A novel hybrid adsorption heat transformer - multi-effect distillation (AHT-MED) system for improved performance and waste heat upgrade

Multi-effect distillation (MED) systems are considered to be the most energy-efficient thermal desalination methods. This paper introduces the development of a novel thermal desalination system for performance su-perior to MED systems for the same operating temperature limits. Such an unprecedented achievement was attained by upgrading the heat source using the chemical potential of adsorption phenomena. The proposed Adsorption Heat Transformer (AHT) cycle hybridized with Multi-effect distillation system (AHT-MED) exhibits higher performance ratio and water production rate than a conventional MED system for the same heating source and sink. The heat generated by the heat of adsorption with the temperature higher than the heat source is supplied to the first effect of the MED system, thus, extending the temperature difference between the Top Brine Temperature (TBT) and Bottom Brine Temperature (BBT). The higher temperature difference offers more number of effects, with the equivalent temperature difference between the effects (Delta Te) as the design parameter.
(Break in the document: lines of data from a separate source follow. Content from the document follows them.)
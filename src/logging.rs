//! Log level selection and `env_logger` setup for the CLI.

use std::env;

use log::LevelFilter;

/// Environment variable overriding the default log level.
pub const LOG_LEVEL_ENV: &str = "SHARDPLAN_LOG_LEVEL";

/// Parse a level name (case-insensitive); unknown names yield `None`.
pub fn level_from_str(s: &str) -> Option<LevelFilter> {
    match s.trim().to_uppercase().as_str() {
        "OFF" => Some(LevelFilter::Off),
        "ERROR" => Some(LevelFilter::Error),
        "WARN" | "WARNING" => Some(LevelFilter::Warn),
        "INFO" => Some(LevelFilter::Info),
        "DEBUG" => Some(LevelFilter::Debug),
        "TRACE" => Some(LevelFilter::Trace),
        _ => None,
    }
}

/// Level chosen from the CLI switches and `SHARDPLAN_LOG_LEVEL`.
///
/// `--quiet` wins over everything, then `--verbose`, then the environment,
/// then `Warn`.
pub fn resolve_level(verbose: bool, quiet: bool, env_level: Option<&str>) -> LevelFilter {
    if quiet {
        return LevelFilter::Error;
    }
    if verbose {
        return LevelFilter::Debug;
    }
    env_level
        .and_then(level_from_str)
        .unwrap_or(LevelFilter::Warn)
}

pub fn init_logging(verbose: bool, quiet: bool) {
    let env_level = env::var(LOG_LEVEL_ENV).ok();
    let level = resolve_level(verbose, quiet, env_level.as_deref());

    let _ = env_logger::Builder::new()
        .filter_level(level)
        .format_timestamp_millis()
        .try_init();
}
Using the low-temperature heat source (as low as 58 degrees C), the system can employ an increased number of effects (as high as 11) due to the supply of heat at an increased temperature of around 80 degrees C. The proposed system achieves a higher performance ratio (approximately 5.4) and water production rate (2 kg/s) compared to the standalone MED system (PR: 4.2, WPR: 1 kg/s) with the number of effects of the hybrid system as 10 at constant interstage temperature difference between the standalone and hybrid systems. This novel AHT-MED system opens up new possibilities for low-temperature heat source-driven thermal desalination with significantly improved performance.

Automated summary

The novel AHT-MED system introduced in this paper combines adsorption heat transformer with multi-effect distillation system to achieve higher performance ratio and water production rate compared to traditional MED systems. By utilizing the chemical potential, the system supplies the heat generated from adsorption with a higher temperature to the first effect of the MED system, extending the temperature difference between the top and bottom brine temperatures.